Work task
From the records, return each line that has the word "persistence" in it.

Records from a data collection
^^^^^^^^

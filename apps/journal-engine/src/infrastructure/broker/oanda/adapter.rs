//! OANDA ledger adapter implementing the ledger ports.

use async_trait::async_trait;
use chrono::{DateTime, SecondsFormat, Utc};

use crate::application::ports::{LedgerError, TradeLedgerPort, TransactionLogPort};
use crate::domain::market::{AccountRef, AccountSummary, Candle, Granularity, Instrument};
use crate::domain::shared::{AccountId, TradeId, TransactionId};
use crate::domain::trade::{LedgerTrade, sort_most_recent_first};
use crate::domain::transaction::TransactionRecord;

use super::api_types::{
    AccountSummaryResponse, AccountsResponse, CandlesResponse, InstrumentsResponse, OandaCandle,
    OandaTransaction, TradeResponse, TradesResponse, TransactionPagesResponse,
    TransactionResponse, TransactionsResponse, parse_transaction_id,
};
use super::config::{OandaConfig, OandaEnvironment};
use super::error::OandaError;
use super::http_client::OandaHttpClient;

/// Page size for trade list requests (OANDA maximum).
const TRADE_PAGE_SIZE: u32 = 500;

/// OANDA v20 adapter.
///
/// Implements `TradeLedgerPort` and `TransactionLogPort` for one account.
#[derive(Debug, Clone)]
pub struct OandaLedgerAdapter {
    client: OandaHttpClient,
    account_id: AccountId,
    environment: OandaEnvironment,
}

impl OandaLedgerAdapter {
    /// Create a new OANDA adapter.
    pub fn new(config: OandaConfig) -> Result<Self, OandaError> {
        let client = OandaHttpClient::new(&config)?;
        tracing::info!(
            account_id = %config.account_id,
            environment = %config.environment,
            "OANDA ledger adapter created"
        );
        Ok(Self {
            client,
            account_id: config.account_id,
            environment: config.environment,
        })
    }

    /// Account this adapter reads.
    #[must_use]
    pub const fn account_id(&self) -> &AccountId {
        &self.account_id
    }

    /// Check if this adapter points at the live environment.
    #[must_use]
    pub const fn is_live(&self) -> bool {
        self.environment.is_live()
    }

    fn account_path(&self, suffix: &str) -> String {
        format!("/v3/accounts/{}{suffix}", self.account_id)
    }

    /// Every trade in `state`, paging backwards with `beforeID` until a short page.
    async fn trades_in_state(&self, state: &str) -> Result<Vec<LedgerTrade>, OandaError> {
        let mut trades = Vec::new();
        let mut before: Option<u64> = None;
        loop {
            let mut query = vec![
                ("state", state.to_string()),
                ("count", TRADE_PAGE_SIZE.to_string()),
            ];
            if let Some(id) = before {
                query.push(("beforeID", id.to_string()));
            }
            let response: TradesResponse = self
                .client
                .get_with_query(&self.account_path("/trades"), &query)
                .await?;

            let page_len = response.trades.len();
            let oldest = response
                .trades
                .iter()
                .filter_map(|trade| trade.id.parse::<u64>().ok())
                .min();
            trades.extend(response.trades.iter().map(|trade| trade.to_ledger_trade()));

            if page_len < TRADE_PAGE_SIZE as usize {
                break;
            }
            match oldest {
                // A server that ignores beforeID would repeat the page forever.
                Some(id) if before.is_none_or(|previous| id < previous) => {
                    tracing::debug!(state, before_id = id, "Fetching next trade page");
                    before = Some(id);
                }
                _ => break,
            }
        }
        Ok(trades)
    }

    /// Accounts visible to the token.
    pub async fn list_accounts(&self) -> Result<Vec<AccountRef>, OandaError> {
        let response: AccountsResponse = self.client.get("/v3/accounts").await?;
        Ok(response
            .accounts
            .into_iter()
            .map(|a| a.into_domain())
            .collect())
    }

    /// Balance snapshot of the configured account.
    pub async fn account_summary(&self) -> Result<AccountSummary, OandaError> {
        let response: AccountSummaryResponse =
            self.client.get(&self.account_path("/summary")).await?;
        Ok(response.account.into_domain())
    }

    /// Instruments tradeable on the configured account.
    pub async fn instruments(&self) -> Result<Vec<Instrument>, OandaError> {
        let response: InstrumentsResponse =
            self.client.get(&self.account_path("/instruments")).await?;
        Ok(response
            .instruments
            .into_iter()
            .map(|i| i.into_domain())
            .collect())
    }

    /// Mid-price candles for `instrument` between `from` and `to`.
    pub async fn candles(
        &self,
        instrument: &str,
        granularity: Granularity,
        from: DateTime<Utc>,
        to: DateTime<Utc>,
    ) -> Result<Vec<Candle>, OandaError> {
        let response: CandlesResponse = self
            .client
            .get_with_query(
                &format!("/v3/instruments/{instrument}/candles"),
                &[
                    ("granularity", granularity.as_str().to_string()),
                    ("from", from.to_rfc3339_opts(SecondsFormat::Secs, true)),
                    ("to", to.to_rfc3339_opts(SecondsFormat::Secs, true)),
                    ("price", "M".to_string()),
                ],
            )
            .await?;
        Ok(response
            .candles
            .into_iter()
            .filter_map(OandaCandle::into_domain)
            .collect())
    }
}

#[async_trait]
impl TradeLedgerPort for OandaLedgerAdapter {
    async fn fetch_trades(&self) -> Result<Vec<LedgerTrade>, LedgerError> {
        let mut trades = self.trades_in_state("OPEN").await?;
        let closed = self.trades_in_state("CLOSED").await?;
        trades.extend(closed);
        sort_most_recent_first(&mut trades);

        tracing::debug!(
            account_id = %self.account_id,
            count = trades.len(),
            "Fetched trade ledger"
        );
        Ok(trades)
    }
}

#[async_trait]
impl TransactionLogPort for OandaLedgerAdapter {
    async fn transaction(&self, id: TransactionId) -> Result<TransactionRecord, LedgerError> {
        let response: TransactionResponse = self
            .client
            .get(&self.account_path(&format!("/transactions/{id}")))
            .await?;
        Ok(response.transaction.into_record()?)
    }

    async fn transaction_range(
        &self,
        from: TransactionId,
        to: TransactionId,
    ) -> Result<Vec<TransactionRecord>, LedgerError> {
        let response: TransactionsResponse = self
            .client
            .get_with_query(
                &self.account_path("/transactions/idrange"),
                &[("from", from.to_string()), ("to", to.to_string())],
            )
            .await?;
        let records = response
            .transactions
            .into_iter()
            .map(OandaTransaction::into_record)
            .collect::<Result<Vec<_>, _>>()?;
        Ok(records)
    }

    async fn latest_transaction_id(&self) -> Result<TransactionId, LedgerError> {
        let response: TransactionPagesResponse =
            self.client.get(&self.account_path("/transactions")).await?;
        Ok(parse_transaction_id(&response.last_transaction_id)?)
    }

    async fn closing_transaction_ids(
        &self,
        trade_id: &TradeId,
    ) -> Result<Vec<TransactionId>, LedgerError> {
        let response: TradeResponse = self
            .client
            .get(&self.account_path(&format!("/trades/{trade_id}")))
            .await?;
        Ok(response.trade.closing_ids()?)
    }
}
// Allow unwrap/expect in tests - tests should panic on unexpected errors
#![cfg_attr(
    test,
    allow(
        clippy::unwrap_used,
        clippy::expect_used,
        clippy::float_cmp,
        clippy::significant_drop_tightening,
        clippy::too_many_lines,
        clippy::needless_pass_by_value,
        clippy::default_trait_access,
        clippy::items_after_statements
    )
)]

//! Journal Engine - Trade Reconciliation Core
//!
//! Merges the broker's trade ledger with locally-owned journal annotations,
//! reconstructs the historical context of each trade from the transaction
//! log, and mirrors the journal to an external backup file.
//!
//! # Architecture (Hexagonal)
//!
//! ## Layers (inside → outside)
//!
//! - **Domain**: Trades, annotations, transaction records, backup bundles
//!   - `trade`: Ledger trade, unified trade, direction and status
//!   - `annotation`: User-owned journal fields and patches
//!   - `transaction`: Exhaustive transaction log records
//!   - `enrichment`: Reconstructed facts and stop validation
//!   - `backup`: Versioned backup bundle and sync status
//!
//! - **Application**: Ports, services and use cases
//!   - `ports`: `TradeLedgerPort`, `TransactionLogPort`, `LocalStoragePort`, `SyncTargetPort`
//!   - `services`: Stores, log walker, merger, enrichment scheduler, sync coordinator
//!   - `use_cases`: `RefreshJournal`
//!
//! - **Infrastructure**: Adapters
//!   - `broker`: OANDA v20 REST adapter
//!   - `persistence`: File and in-memory document storage
//!   - `sync_target`: File mirror
//!   - `config`: Dependency injection container

#![forbid(unsafe_code)]
#![warn(missing_docs)]
#![warn(clippy::pedantic)]

/// Domain layer - Core journal types with no I/O.
pub mod domain;

/// Application layer - Use cases, services and port definitions.
pub mod application;

/// Infrastructure layer - Adapters and external integrations.
pub mod infrastructure;

pub mod config;
pub mod error;
pub mod telemetry;

// Domain re-exports
pub use domain::annotation::{AnnotationPatch, AnnotationRecord};
pub use domain::backup::{BackupSnapshot, Strategy, SyncStatus};
pub use domain::enrichment::{EnrichmentResult, StopLossResolution};
pub use domain::shared::{AccountId, StrategyId, Symbol, TradeId, TransactionId};
pub use domain::trade::{Direction, LedgerTrade, Trade, TradeStatus};
pub use domain::transaction::{EntryOrderType, ExitReason, TransactionRecord};

// Application re-exports
pub use application::events::{EventBus, JournalEvent};
pub use application::ports::{
    LedgerError, LocalStoragePort, StorageError, SyncError, SyncTargetPort, TradeLedgerPort,
    TransactionLogPort,
};
pub use application::services::{
    AnnotationStore, BackupError, BackupSyncCoordinator, LazyEnrichmentScheduler,
    PreferencesStore, TradeBook, TransactionLogWalker, merge,
};
pub use application::use_cases::RefreshJournalUseCase;

// Infrastructure re-exports
pub use infrastructure::broker::{OandaConfig, OandaEnvironment, OandaError, OandaLedgerAdapter};
pub use infrastructure::config::Container;
pub use infrastructure::persistence::{FileStorage, InMemoryStorage};
pub use infrastructure::sync_target::FileMirrorTarget;

pub use error::{JournalError, JournalResult};
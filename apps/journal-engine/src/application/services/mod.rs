//! Application Services
//!
//! Long-lived services that own journal state or run background work:
//! the local stores, the log walker and its scheduler, the ledger merge,
//! and the backup mirror.

mod annotation_store;
mod backup_sync;
mod enrichment_scheduler;
mod preferences_store;
mod reconciliation_merger;
mod trade_book;
pub(crate) mod transaction_log_walker;

pub use annotation_store::{ANNOTATIONS_KEY, AnnotationStore};
pub use backup_sync::{
    BackupError, BackupSyncCoordinator, DEFAULT_SYNC_DEBOUNCE, ImportSummary, SyncEvent,
};
pub use enrichment_scheduler::LazyEnrichmentScheduler;
pub use preferences_store::{PREFERENCES_KEY, Preferences, PreferencesStore};
pub use reconciliation_merger::{merge, merge_records};
pub use trade_book::TradeBook;
pub use transaction_log_walker::TransactionLogWalker;
//! Backup bundle and mirror status.

use std::collections::BTreeMap;

use chrono::{DateTime, Utc};
use serde::{Deserialize, Serialize};
use serde_json::Value;

use crate::domain::annotation::AnnotationRecord;
use crate::domain::shared::{StrategyId, TradeId};

/// Current bundle format version.
pub const BACKUP_VERSION: u32 = 1;

/// A user-defined trading strategy.
#[derive(Debug, Clone, PartialEq, Eq, Serialize, Deserialize)]
#[serde(rename_all = "camelCase")]
pub struct Strategy {
    /// Stable id.
    pub id: StrategyId,
    /// Display name.
    pub name: String,
    /// Free-form description.
    #[serde(default)]
    pub description: String,
    /// Entry checklist.
    #[serde(default)]
    pub entry_rules: Vec<String>,
    /// Exit checklist.
    #[serde(default)]
    pub exit_rules: Vec<String>,
}

impl Strategy {
    /// Create a strategy with a freshly generated id.
    #[must_use]
    pub fn new(name: impl Into<String>) -> Self {
        Self {
            id: StrategyId::generate(),
            name: name.into(),
            description: String::new(),
            entry_rules: Vec::new(),
            exit_rules: Vec::new(),
        }
    }
}

/// The full journal bundle written to the mirror and used for import/export.
#[derive(Debug, Clone, PartialEq, Serialize, Deserialize)]
#[serde(rename_all = "camelCase")]
pub struct BackupSnapshot {
    /// When the bundle was produced.
    pub timestamp: DateTime<Utc>,
    /// Format version.
    pub version: u32,
    /// Strategies.
    #[serde(default)]
    pub strategies: Vec<Strategy>,
    /// Annotation records keyed by trade id.
    #[serde(default)]
    pub journal_data: BTreeMap<TradeId, AnnotationRecord>,
    /// Watched symbols.
    #[serde(default)]
    pub watchlist: Vec<String>,
    /// Opaque UI preferences.
    #[serde(default)]
    pub ui_prefs: Value,
    /// Opaque journal column configuration.
    #[serde(default)]
    pub journal_config: Value,
    /// Free-form settings; `null` means explicitly cleared.
    #[serde(default)]
    pub settings: BTreeMap<String, Option<String>>,
}

/// State of the external mirror.
#[derive(Debug, Clone, Default, PartialEq, Eq, Serialize, Deserialize)]
#[serde(rename_all = "camelCase")]
pub struct SyncStatus {
    /// Whether auto-sync is writing to the mirror.
    pub is_active: bool,
    /// Completion time of the last successful write.
    pub last_sync_time: Option<DateTime<Utc>>,
    /// Name of the connected mirror file.
    pub file_name: Option<String>,
    /// Last error, cleared on reconnect.
    pub error: Option<String>,
}
//! Tracing Setup
//!
//! Console logging through `tracing-subscriber`.
//!
//! # Configuration
//!
//! - `RUST_LOG`: filter directives; overrides the configured level when set
//! - `JOURNAL_LOG_ANSI`: set to `false` to disable colored output

use tracing_subscriber::EnvFilter;

/// Build the filter: `RUST_LOG` if set, otherwise `default_level`.
#[must_use]
pub fn env_filter(default_level: &str) -> EnvFilter {
    EnvFilter::try_from_default_env().unwrap_or_else(|_| EnvFilter::new(default_level))
}

/// Initialize console tracing.
///
/// Safe to call more than once; later calls are ignored.
pub fn init_tracing(default_level: &str) {
    let ansi = std::env::var("JOURNAL_LOG_ANSI")
        .map(|v| v != "false")
        .unwrap_or(true);

    let result = tracing_subscriber::fmt()
        .with_env_filter(env_filter(default_level))
        .with_target(false)
        .with_ansi(ansi)
        .try_init();

    if result.is_ok() {
        tracing::debug!(default_level, "Tracing initialized");
    }
}
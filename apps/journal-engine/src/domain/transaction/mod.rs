//! Broker transaction log records.
//!
//! The log is immutable and append-only. Each record kind the engine reasons
//! about gets its own variant so that every access is an exhaustive match
//! rather than a probe for optional fields.

use rust_decimal::Decimal;
use serde::{Deserialize, Serialize};

use crate::domain::shared::{TradeId, TransactionId};
use crate::domain::trade::Direction;

/// Type of the order that opened a position.
#[derive(Debug, Clone, Copy, PartialEq, Eq, Hash, Serialize, Deserialize)]
#[serde(rename_all = "kebab-case")]
pub enum EntryOrderType {
    /// Executed immediately at the market.
    Market,
    /// Pending order filled at the limit price or better.
    Limit,
    /// Pending order triggered when price trades through the stop.
    Stop,
    /// Pending order that becomes a market order once touched.
    MarketIfTouched,
}

impl EntryOrderType {
    /// Whether this order waits for a price, so its planned price can differ
    /// from the eventual fill.
    #[must_use]
    pub const fn is_pending(self) -> bool {
        matches!(self, Self::Limit | Self::Stop | Self::MarketIfTouched)
    }

    /// Wire code used by the broker for an order-create transaction.
    #[must_use]
    pub const fn wire_code(self) -> &'static str {
        match self {
            Self::Market => "MARKET_ORDER",
            Self::Limit => "LIMIT_ORDER",
            Self::Stop => "STOP_ORDER",
            Self::MarketIfTouched => "MARKET_IF_TOUCHED_ORDER",
        }
    }

    /// Parse a broker order-create transaction type.
    #[must_use]
    pub fn from_wire_code(code: &str) -> Option<Self> {
        match code {
            "MARKET_ORDER" => Some(Self::Market),
            "LIMIT_ORDER" => Some(Self::Limit),
            "STOP_ORDER" => Some(Self::Stop),
            "MARKET_IF_TOUCHED_ORDER" => Some(Self::MarketIfTouched),
            _ => None,
        }
    }
}

/// Why a position was closed.
#[derive(Debug, Clone, Copy, PartialEq, Eq, Hash, Serialize, Deserialize)]
#[serde(rename_all = "kebab-case")]
pub enum ExitReason {
    /// Protective stop triggered.
    StopLoss,
    /// Take-profit triggered.
    TakeProfit,
    /// Closed by the trader.
    ManualClose,
    /// Trailing stop triggered.
    TrailingStop,
    /// Anything else (margin closeout, corporate action, ...).
    Other,
}

impl ExitReason {
    /// Map the reason code of a closing fill to a journal label.
    #[must_use]
    pub fn from_fill_reason(reason: &str) -> Self {
        match reason {
            "STOP_LOSS_ORDER" | "GUARANTEED_STOP_LOSS_ORDER" => Self::StopLoss,
            "TAKE_PROFIT_ORDER" => Self::TakeProfit,
            "TRAILING_STOP_LOSS_ORDER" => Self::TrailingStop,
            "MARKET_ORDER"
            | "MARKET_ORDER_TRADE_CLOSE"
            | "MARKET_ORDER_POSITION_CLOSEOUT"
            | "LIMIT_ORDER"
            | "STOP_ORDER"
            | "MARKET_IF_TOUCHED_ORDER" => Self::ManualClose,
            _ => Self::Other,
        }
    }
}

/// A stop-loss attached to an order or fill at creation time.
#[derive(Debug, Clone, Copy, PartialEq, Eq, Serialize, Deserialize)]
#[serde(rename_all = "camelCase")]
pub enum StopLossOnFill {
    /// Absolute stop price.
    Price(Decimal),
    /// Distance from the entry price.
    Distance(Decimal),
}

impl StopLossOnFill {
    /// Resolve to an absolute price relative to the entry.
    ///
    /// A distance is placed on the losing side of the entry for the given
    /// direction; the result still has to pass direction validation.
    #[must_use]
    pub fn resolve(self, direction: Direction, entry_price: Decimal) -> Decimal {
        match self {
            Self::Price(price) => price,
            Self::Distance(distance) => match direction {
                Direction::Long => entry_price - distance,
                Direction::Short => entry_price + distance,
            },
        }
    }
}

/// Execution of an order.
#[derive(Debug, Clone, PartialEq, Eq)]
pub struct OrderFill {
    /// Transaction id.
    pub id: TransactionId,
    /// Order-create transaction this fill executed.
    pub order_id: Option<TransactionId>,
    /// Trade opened by this fill, if any.
    pub trade_opened: Option<TradeId>,
    /// Trades closed (fully or partially) by this fill.
    pub trades_closed: Vec<TradeId>,
    /// Fill price.
    pub price: Decimal,
    /// Reason code (what kind of order filled).
    pub reason: String,
    /// Stop-loss directive carried on the fill itself.
    pub stop_loss_on_fill: Option<StopLossOnFill>,
}

/// Creation of an entry order.
#[derive(Debug, Clone, PartialEq, Eq)]
pub struct OrderCreate {
    /// Transaction id.
    pub id: TransactionId,
    /// Kind of order created.
    pub order_type: EntryOrderType,
    /// Requested price (absent for market orders).
    pub price: Option<Decimal>,
    /// Stop-loss directive attached to the order.
    pub stop_loss_on_fill: Option<StopLossOnFill>,
    /// Reason code.
    pub reason: String,
}

/// Creation of a stop-loss or take-profit order on an existing trade.
#[derive(Debug, Clone, PartialEq, Eq)]
pub struct ProtectiveOrder {
    /// Transaction id.
    pub id: TransactionId,
    /// Trade the order protects.
    pub trade_id: TradeId,
    /// Trigger price.
    pub price: Decimal,
    /// Reason code.
    pub reason: String,
}

/// Creation of a trailing stop-loss order on an existing trade.
#[derive(Debug, Clone, PartialEq, Eq)]
pub struct TrailingStopOrder {
    /// Transaction id.
    pub id: TransactionId,
    /// Trade the order protects.
    pub trade_id: TradeId,
    /// Trailing distance.
    pub distance: Decimal,
    /// Reason code.
    pub reason: String,
}

/// One immutable entry of the broker transaction log.
#[derive(Debug, Clone, PartialEq, Eq)]
pub enum TransactionRecord {
    /// An order was executed.
    OrderFill(OrderFill),
    /// An entry order was created.
    OrderCreate(OrderCreate),
    /// A stop-loss order was created.
    StopLossOrder(ProtectiveOrder),
    /// A take-profit order was created.
    TakeProfitOrder(ProtectiveOrder),
    /// A trailing stop-loss order was created.
    TrailingStopLossOrder(TrailingStopOrder),
    /// Any record kind the engine does not reason about.
    Other {
        /// Transaction id.
        id: TransactionId,
        /// Raw broker kind.
        kind: String,
    },
}

impl TransactionRecord {
    /// Transaction id.
    #[must_use]
    pub const fn id(&self) -> TransactionId {
        match self {
            Self::OrderFill(fill) => fill.id,
            Self::OrderCreate(order) => order.id,
            Self::StopLossOrder(order) | Self::TakeProfitOrder(order) => order.id,
            Self::TrailingStopLossOrder(order) => order.id,
            Self::Other { id, .. } => *id,
        }
    }

    /// Short label for logging.
    #[must_use]
    pub fn kind(&self) -> &str {
        match self {
            Self::OrderFill(_) => "ORDER_FILL",
            Self::OrderCreate(order) => order.order_type.wire_code(),
            Self::StopLossOrder(_) => "STOP_LOSS_ORDER",
            Self::TakeProfitOrder(_) => "TAKE_PROFIT_ORDER",
            Self::TrailingStopLossOrder(_) => "TRAILING_STOP_LOSS_ORDER",
            Self::Other { kind, .. } => kind,
        }
    }

    /// The stop-loss order this record creates for `trade_id`, if any.
    #[must_use]
    pub fn stop_loss_for(&self, trade_id: &TradeId) -> Option<&ProtectiveOrder> {
        match self {
            Self::StopLossOrder(order) if &order.trade_id == trade_id => Some(order),
            _ => None,
        }
    }
}
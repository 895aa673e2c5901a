//! Journal annotations: the locally-owned half of a trade.
//!
//! The broker never sees these fields. A record is created on the first edit
//! (or the first successful enrichment) and is never deleted automatically, so
//! it survives any number of ledger resyncs.

use std::collections::BTreeSet;

use rust_decimal::Decimal;
use serde::{Deserialize, Serialize};

/// User-owned fields attached to a trade id.
///
/// Sets are ordered so that serialization is deterministic.
#[derive(Debug, Clone, Default, PartialEq, Eq, Serialize, Deserialize)]
#[serde(rename_all = "camelCase")]
pub struct AnnotationRecord {
    /// Free-form notes.
    #[serde(default)]
    pub notes: String,
    /// Setup label (e.g. "breakout").
    #[serde(default)]
    pub setup: String,
    /// Mistake label.
    #[serde(default)]
    pub mistake: String,
    /// Emotion / psychology label.
    #[serde(default)]
    pub emotion: String,
    /// Free-form tags.
    #[serde(default)]
    pub tags: BTreeSet<String>,
    /// Strategy rules the trader followed on this trade.
    #[serde(default)]
    pub followed_rules: BTreeSet<String>,
    /// Pinned initial stop-loss; once set it is treated as truth.
    #[serde(default)]
    pub initial_stop_loss: Option<Decimal>,
}

impl AnnotationRecord {
    /// An empty record whose pinned stop is the given best guess.
    #[must_use]
    pub fn with_default_stop(stop: Option<Decimal>) -> Self {
        Self {
            initial_stop_loss: stop,
            ..Self::default()
        }
    }
}

/// A partial update to an [`AnnotationRecord`].
///
/// Only the fields that are `Some` are written; everything else on the
/// existing record is left alone.
#[derive(Debug, Clone, Default, PartialEq, Eq)]
pub struct AnnotationPatch {
    /// New notes.
    pub notes: Option<String>,
    /// New setup label.
    pub setup: Option<String>,
    /// New mistake label.
    pub mistake: Option<String>,
    /// New emotion label.
    pub emotion: Option<String>,
    /// Replacement tag set.
    pub tags: Option<BTreeSet<String>>,
    /// Replacement followed-rules set.
    pub followed_rules: Option<BTreeSet<String>>,
    /// New pinned initial stop-loss.
    pub initial_stop_loss: Option<Decimal>,
}

impl AnnotationPatch {
    /// Set notes.
    #[must_use]
    pub fn notes(mut self, notes: impl Into<String>) -> Self {
        self.notes = Some(notes.into());
        self
    }

    /// Set the setup label.
    #[must_use]
    pub fn setup(mut self, setup: impl Into<String>) -> Self {
        self.setup = Some(setup.into());
        self
    }

    /// Set the mistake label.
    #[must_use]
    pub fn mistake(mut self, mistake: impl Into<String>) -> Self {
        self.mistake = Some(mistake.into());
        self
    }

    /// Set the emotion label.
    #[must_use]
    pub fn emotion(mut self, emotion: impl Into<String>) -> Self {
        self.emotion = Some(emotion.into());
        self
    }

    /// Replace the tag set.
    #[must_use]
    pub fn tags<I, S>(mut self, tags: I) -> Self
    where
        I: IntoIterator<Item = S>,
        S: Into<String>,
    {
        self.tags = Some(tags.into_iter().map(Into::into).collect());
        self
    }

    /// Replace the followed-rules set.
    #[must_use]
    pub fn followed_rules<I, S>(mut self, rules: I) -> Self
    where
        I: IntoIterator<Item = S>,
        S: Into<String>,
    {
        self.followed_rules = Some(rules.into_iter().map(Into::into).collect());
        self
    }

    /// Pin the initial stop-loss.
    #[must_use]
    pub const fn initial_stop_loss(mut self, stop: Decimal) -> Self {
        self.initial_stop_loss = Some(stop);
        self
    }

    /// Whether the patch writes nothing.
    #[must_use]
    pub const fn is_empty(&self) -> bool {
        self.notes.is_none()
            && self.setup.is_none()
            && self.mistake.is_none()
            && self.emotion.is_none()
            && self.tags.is_none()
            && self.followed_rules.is_none()
            && self.initial_stop_loss.is_none()
    }

    /// Merge the patch into an existing record.
    pub fn apply_to(self, record: &mut AnnotationRecord) {
        if let Some(notes) = self.notes {
            record.notes = notes;
        }
        if let Some(setup) = self.setup {
            record.setup = setup;
        }
        if let Some(mistake) = self.mistake {
            record.mistake = mistake;
        }
        if let Some(emotion) = self.emotion {
            record.emotion = emotion;
        }
        if let Some(tags) = self.tags {
            record.tags = tags;
        }
        if let Some(rules) = self.followed_rules {
            record.followed_rules = rules;
        }
        if let Some(stop) = self.initial_stop_loss {
            record.initial_stop_loss = Some(stop);
        }
    }
}

#[cfg(test)]
mod tests {
    use super::*;
    use rust_decimal_macros::dec;

    #[test]
    fn patch_only_touches_given_fields() {
        let mut record = AnnotationRecord {
            notes: "old".to_string(),
            setup: "breakout".to_string(),
            ..AnnotationRecord::default()
        };

        AnnotationPatch::default()
            .notes("new")
            .tags(["fomo"])
            .apply_to(&mut record);

        assert_eq!(record.notes, "new");
        assert_eq!(record.setup, "breakout");
        assert!(record.tags.contains("fomo"));
        assert_eq!(record.initial_stop_loss, None);
    }

    #[test]
    fn patch_pins_stop() {
        let mut record = AnnotationRecord::default();
        AnnotationPatch::default()
            .initial_stop_loss(dec!(1.0950))
            .apply_to(&mut record);
        assert_eq!(record.initial_stop_loss, Some(dec!(1.0950)));
    }

    #[test]
    fn empty_patch_detected() {
        assert!(AnnotationPatch::default().is_empty());
        assert!(!AnnotationPatch::default().emotion("calm").is_empty());
    }

    #[test]
    fn record_wire_format_is_camel_case() {
        let record = AnnotationRecord {
            followed_rules: ["wait for close".to_string()].into(),
            initial_stop_loss: Some(dec!(1.0950)),
            ..AnnotationRecord::default()
        };
        let json = serde_json::to_value(&record).unwrap();
        assert!(json.get("followedRules").is_some());
        assert_eq!(json["initialStopLoss"], "1.0950");
    }

    #[test]
    fn record_accepts_numeric_stop_and_missing_fields() {
        let record: AnnotationRecord =
            serde_json::from_str(r#"{"notes":"n","initialStopLoss":1.095}"#).unwrap();
        assert_eq!(record.notes, "n");
        assert_eq!(record.initial_stop_loss, Some(dec!(1.095)));
        assert!(record.tags.is_empty());
    }
}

^^^^^^^^

Answer to this task
//!   - `persistence`: File and in-memory document storage
pub use infrastructure::persistence::{FileStorage, InMemoryStorage};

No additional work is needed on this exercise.